Колыбель, послужившая прототипом для глиняной модели из поселения в Хабаровске, тоже является исконно тунгусской. Она была той исходной основой, на которой со временем возникают все остальные варианты этих колыбелей, приспособленных уже не к бродячей лесной жизни с переездом верхом на олене, а обусловленных возникновением нового оседлого уклада жизни. Отсюда следует ряд важных общеисторических выводов. В первую очередь эти выводы касаются происхождения тунгусских племен и взаимоотношений между ними: родина всех тунгусов была не на юге, а на севере.

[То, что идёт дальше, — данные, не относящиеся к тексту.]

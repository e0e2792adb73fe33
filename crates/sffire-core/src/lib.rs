//! Core incident model, watermark, and record validation for the SF fire sync.

use std::fmt;

use chrono::{DateTime, Duration, NaiveDate, NaiveDateTime};
use serde::{Deserialize, Serialize};
use serde_json::{Map, Value as JsonValue};
use thiserror::Error;

pub const CRATE_NAME: &str = "sffire-core";

/// Timestamp layout the source API expects inside `$where` literals.
pub const SOURCE_TIMESTAMP_FORMAT: &str = "%Y-%m-%dT%H:%M:%S";

/// One incident exactly as the source API returned it.
pub type RawIncident = Map<String, JsonValue>;

/// Destination columns in write order. `_loaded_at` is owned by the database.
pub const INCIDENT_COLUMNS: [&str; 15] = [
    "incident_number",
    "id",
    "incident_date",
    "alarm_dttm",
    "arrival_dttm",
    "close_dttm",
    "address",
    "city",
    "zipcode",
    "battalion",
    "station_area",
    "supervisor_district",
    "neighborhood_district",
    "point",
    "data_loaded_at",
];

const TIMESTAMP_LAYOUTS: [&str; 4] = [
    "%Y-%m-%dT%H:%M:%S%.f",
    "%Y-%m-%dT%H:%M:%S",
    "%Y-%m-%d %H:%M:%S%.f",
    "%Y-%m-%d %H:%M:%S",
];

/// Validated, write-ready form of one incident.
///
/// Optional fields that were absent in the raw record are `None`, never
/// skipped, so every row binds the full column set.
#[derive(Debug, Clone, PartialEq, Serialize, Deserialize)]
pub struct CanonicalRow {
    pub incident_number: String,
    pub id: String,
    pub incident_date: NaiveDateTime,
    pub alarm_dttm: Option<NaiveDateTime>,
    pub arrival_dttm: Option<NaiveDateTime>,
    pub close_dttm: Option<NaiveDateTime>,
    pub address: Option<String>,
    pub city: Option<String>,
    pub zipcode: Option<String>,
    pub battalion: Option<String>,
    pub station_area: Option<String>,
    pub supervisor_district: Option<String>,
    pub neighborhood_district: Option<String>,
    /// Well-known-text `POINT(lon lat)`.
    pub point: Option<String>,
    pub data_loaded_at: NaiveDateTime,
}

/// Inclusive lower bound on `incident_date` for one extraction.
#[derive(Debug, Clone, Copy, PartialEq, Eq, PartialOrd, Ord, Serialize, Deserialize)]
pub struct Watermark(NaiveDateTime);

impl Watermark {
    pub fn new(since: NaiveDateTime) -> Self {
        Self(since)
    }

    /// `now` minus `window`, clamped to the earliest representable time.
    pub fn lookback(now: NaiveDateTime, window: Duration) -> Self {
        Self(now.checked_sub_signed(window).unwrap_or(NaiveDateTime::MIN))
    }

    pub fn since(&self) -> NaiveDateTime {
        self.0
    }

    /// The watermark rendered for a SoQL timestamp literal.
    pub fn to_api_literal(&self) -> String {
        self.0.format(SOURCE_TIMESTAMP_FORMAT).to_string()
    }
}

impl fmt::Display for Watermark {
    fn fmt(&self, f: &mut fmt::Formatter<'_>) -> fmt::Result {
        f.write_str(&self.to_api_literal())
    }
}

#[derive(Debug, Clone, PartialEq, Eq, Error)]
pub enum ValidationError {
    #[error("required field `{field}` is missing")]
    Missing { field: &'static str },
    #[error("required field `{field}` is empty")]
    Empty { field: &'static str },
    #[error("field `{field}` holds an unparsable timestamp {value:?}")]
    Timestamp { field: &'static str, value: String },
    #[error("field `{field}` expected {expected}, found {found}")]
    WrongType {
        field: &'static str,
        expected: &'static str,
        found: &'static str,
    },
}

impl ValidationError {
    /// Name of the offending field.
    pub fn field(&self) -> &'static str {
        match self {
            Self::Missing { field }
            | Self::Empty { field }
            | Self::Timestamp { field, .. }
            | Self::WrongType { field, .. } => field,
        }
    }
}

/// Normalize one raw record into a [`CanonicalRow`].
///
/// `id`, `incident_number`, `incident_date` and `data_loaded_at` are
/// required. Optional timestamps that fail to parse become `None`, and a
/// malformed `point` renders as `None` instead of failing the record.
pub fn validate_record(raw: &RawIncident) -> Result<CanonicalRow, ValidationError> {
    Ok(CanonicalRow {
        incident_number: required_text(raw, "incident_number")?,
        id: required_text(raw, "id")?,
        incident_date: required_timestamp(raw, "incident_date")?,
        alarm_dttm: optional_timestamp(raw, "alarm_dttm"),
        arrival_dttm: optional_timestamp(raw, "arrival_dttm"),
        close_dttm: optional_timestamp(raw, "close_dttm"),
        address: optional_text(raw, "address")?,
        city: optional_text(raw, "city")?,
        zipcode: optional_text(raw, "zipcode")?,
        battalion: optional_text(raw, "battalion")?,
        station_area: optional_text(raw, "station_area")?,
        supervisor_district: optional_text(raw, "supervisor_district")?,
        neighborhood_district: optional_text(raw, "neighborhood_district")?,
        point: render_point(raw.get("point")),
        data_loaded_at: required_timestamp(raw, "data_loaded_at")?,
    })
}

/// Parse the timestamp shapes the source emits (floating ISO-8601 with or
/// without fractional seconds, RFC 3339 with an offset, or a bare date).
pub fn parse_source_timestamp(text: &str) -> Option<NaiveDateTime> {
    let text = text.trim();
    for layout in TIMESTAMP_LAYOUTS {
        if let Ok(ts) = NaiveDateTime::parse_from_str(text, layout) {
            return Some(ts);
        }
    }
    if let Ok(ts) = DateTime::parse_from_rfc3339(text) {
        return Some(ts.naive_utc());
    }
    NaiveDate::parse_from_str(text, "%Y-%m-%d")
        .ok()
        .and_then(|date| date.and_hms_opt(0, 0, 0))
}

/// Render a GeoJSON-style point as `POINT(lon lat)`.
pub fn render_point(value: Option<&JsonValue>) -> Option<String> {
    let coordinates = value?.as_object()?.get("coordinates")?.as_array()?;
    let [lon, lat] = coordinates.as_slice() else {
        return None;
    };
    let lon = lon.as_f64().filter(|v| v.is_finite())?;
    let lat = lat.as_f64().filter(|v| v.is_finite())?;
    Some(format!("POINT({lon} {lat})"))
}

fn json_kind(value: &JsonValue) -> &'static str {
    match value {
        JsonValue::Null => "null",
        JsonValue::Bool(_) => "boolean",
        JsonValue::Number(_) => "number",
        JsonValue::String(_) => "string",
        JsonValue::Array(_) => "array",
        JsonValue::Object(_) => "object",
    }
}

fn present<'a>(raw: &'a RawIncident, field: &str) -> Option<&'a JsonValue> {
    raw.get(field).filter(|value| !value.is_null())
}

fn required_text(raw: &RawIncident, field: &'static str) -> Result<String, ValidationError> {
    match present(raw, field) {
        None => Err(ValidationError::Missing { field }),
        Some(JsonValue::String(text)) if text.trim().is_empty() => {
            Err(ValidationError::Empty { field })
        }
        Some(JsonValue::String(text)) => Ok(text.clone()),
        Some(other) => Err(ValidationError::WrongType {
            field,
            expected: "string",
            found: json_kind(other),
        }),
    }
}

fn optional_text(
    raw: &RawIncident,
    field: &'static str,
) -> Result<Option<String>, ValidationError> {
    match present(raw, field) {
        None => Ok(None),
        Some(JsonValue::String(text)) => Ok(Some(text.clone())),
        Some(JsonValue::Number(number)) => Ok(Some(number.to_string())),
        Some(other) => Err(ValidationError::WrongType {
            field,
            expected: "string",
            found: json_kind(other),
        }),
    }
}

fn required_timestamp(
    raw: &RawIncident,
    field: &'static str,
) -> Result<NaiveDateTime, ValidationError> {
    match present(raw, field) {
        None => Err(ValidationError::Missing { field }),
        Some(JsonValue::String(text)) => {
            parse_source_timestamp(text).ok_or_else(|| ValidationError::Timestamp {
                field,
                value: text.clone(),
            })
        }
        Some(other) => Err(ValidationError::WrongType {
            field,
            expected: "timestamp string",
            found: json_kind(other),
        }),
    }
}

fn optional_timestamp(raw: &RawIncident, field: &str) -> Option<NaiveDateTime> {
    present(raw, field)?.as_str().and_then(parse_source_timestamp)
}
pub struct BulkLoader<C> {
    connector: C,
    schema: String,
    batch_size: usize,
    backoff: BackoffPolicy,
    observer: Arc<dyn BatchObserver>,
}

impl<C: StoreConnector> BulkLoader<C> {
    pub fn new(connector: C, schema: impl Into<String>) -> Self {
        Self {
            connector,
            schema: schema.into(),
            batch_size: DEFAULT_BATCH_SIZE,
            backoff: BackoffPolicy::default(),
            observer: Arc::new(NoopBatchObserver),
        }
    }

    pub fn with_batch_size(mut self, batch_size: usize) -> Self {
        self.batch_size = batch_size.max(1);
        self
    }

    pub fn with_backoff(mut self, backoff: BackoffPolicy) -> Self {
        self.backoff = backoff;
        self
    }

    pub fn with_observer(mut self, observer: Arc<dyn BatchObserver>) -> Self {
        self.observer = observer;
        self
    }

    pub fn connector(&self) -> &C {
        &self.connector
    }

    /// Validate and upsert `records` into `schema.table`.
    ///
    /// Batches commit independently: a failing batch aborts the rest of the
    /// load, but earlier batches stay committed. Index build failures are
    /// reported in [`LoadReport::index_failures`] and do not fail the load.
    pub async fn bulk_load(
        &self,
        records: &[RawIncident],
        table: &str,
    ) -> Result<LoadReport, LoadError> {
        if records.is_empty() {
            warn!(table, "no records to load");
            return Ok(LoadReport::empty(format!("{}.{table}", self.schema)));
        }

        let target = TableRef::new(&self.schema, table)?;
        info!(records = records.len(), table = %target, "starting bulk load");

        let store = self.acquire().await?;
        let result = self.load_into(&store, &target, records).await;
        store.close().await;
        debug!(table = %target, ok = result.is_ok(), "released destination pool");
        result
    }

    async fn acquire(&self) -> Result<C::Store, LoadError> {
        let max_attempts = self.backoff.max_attempts.max(1);
        let mut attempt = 0;
        loop {
            attempt += 1;
            match self.connector.connect().await {
                Ok(store) => return Ok(store),
                Err(err) => {
                    let disposition = classify_connect_error(&err);
                    if disposition == RetryDisposition::Retryable && attempt < max_attempts {
                        let delay = self.backoff.delay_for_attempt(attempt - 1);
                        warn!(
                            attempt,
                            max_attempts,
                            ?delay,
                            error = %err,
                            "destination unreachable; retrying"
                        );
                        tokio::time::sleep(delay).await;
                        continue;
                    }
                    debug!(
                        attempt,
                        destination = %self.connector.describe(),
                        error = %err,
                        "giving up on destination"
                    );
                    return Err(LoadError::Connection {
                        attempts: attempt,
                        source: err,
                    });
                }
            }
        }
    }

    async fn load_into(
        &self,
        store: &C::Store,
        target: &TableRef,
        records: &[RawIncident],
    ) -> Result<LoadReport, LoadError> {
        store
            .prepare_schema(target.schema())
            .await
            .map_err(|source| LoadError::Setup {
                target: format!("schema {}", target.schema()),
                source,
            })?;
        info!(schema = target.schema(), "ensured schema exists");

        store
            .ensure_table(target)
            .await
            .map_err(|source| LoadError::Setup {
                target: format!("table {target}"),
                source,
            })?;
        info!(table = %target, "table structure verified");

        let batches = records.len().div_ceil(self.batch_size);
        let mut written_rows = 0u64;
        let mut loaded_records = 0usize;

        for (index, chunk) in records.chunks(self.batch_size).enumerate() {
            let batch = index + 1;
            info!(batch, batches, batch_records = chunk.len(), "processing batch");

            let rows = validate_batch(chunk, batch, index * self.batch_size)?;
            let rows = collapse_duplicate_ids(rows);
            written_rows += store
                .upsert_batch(target, &rows)
                .await
                .map_err(|source| LoadError::Write {
                    batch,
                    table: target.to_string(),
                    source,
                })?;
            loaded_records += chunk.len();

            info!(batch, batches, batch_records = chunk.len(), loaded_records, "completed batch");
            self.observer.on_batch(&BatchProgress {
                batch,
                batches,
                batch_records: chunk.len(),
                loaded_records,
            });
        }
        info!(records = loaded_records, table = %target, "loaded all records");

        let mut indexes_created = Vec::new();
        let mut index_failures = Vec::new();
        for column in INDEXED_COLUMNS {
            let index = target.index_name(column);
            match store.create_index(target, column).await {
                Ok(()) => {
                    info!(index = %index, "index ready");
                    indexes_created.push(index);
                }
                Err(err) => {
                    warn!(
                        index = %index,
                        error = %err,
                        "index creation failed; loaded data is kept"
                    );
                    index_failures.push(IndexFailure {
                        index,
                        error: err.to_string(),
                    });
                }
            }
        }

        Ok(LoadReport {
            table: target.to_string(),
            input_records: records.len(),
            written_rows,
            batches,
            indexes_created,
            index_failures,
        })
    }
}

Возникновение оригинальной и высокой культуры раннего железа на нашем Дальнем Востоке явилось не только событием огромного значения в этнической истории его населения, но и существенным рубежом в его хозяйственной и общественной жизни. Окончательное вытеснение каменных орудий из основной сферы хозяйственной жизни, земледельческого производства послужило толчком для прогрессивных сдвигов, которые в конечном счете на основе всего предшествующего развития привели к возникновению принципиально нового классового общества, а вместе с ним и государства. В зеркале археологических памятников можно видеть, как весь этот исторический опыт, накопленный населением Дальнего Востока, привел к зарождению у него собственных первых государств. Решающий перелом происходит в первых веках нашей эры, когда на Дальнем Востоке и в соседней Маньчжурии были широко расселены племена, носившие общее название — мохэ.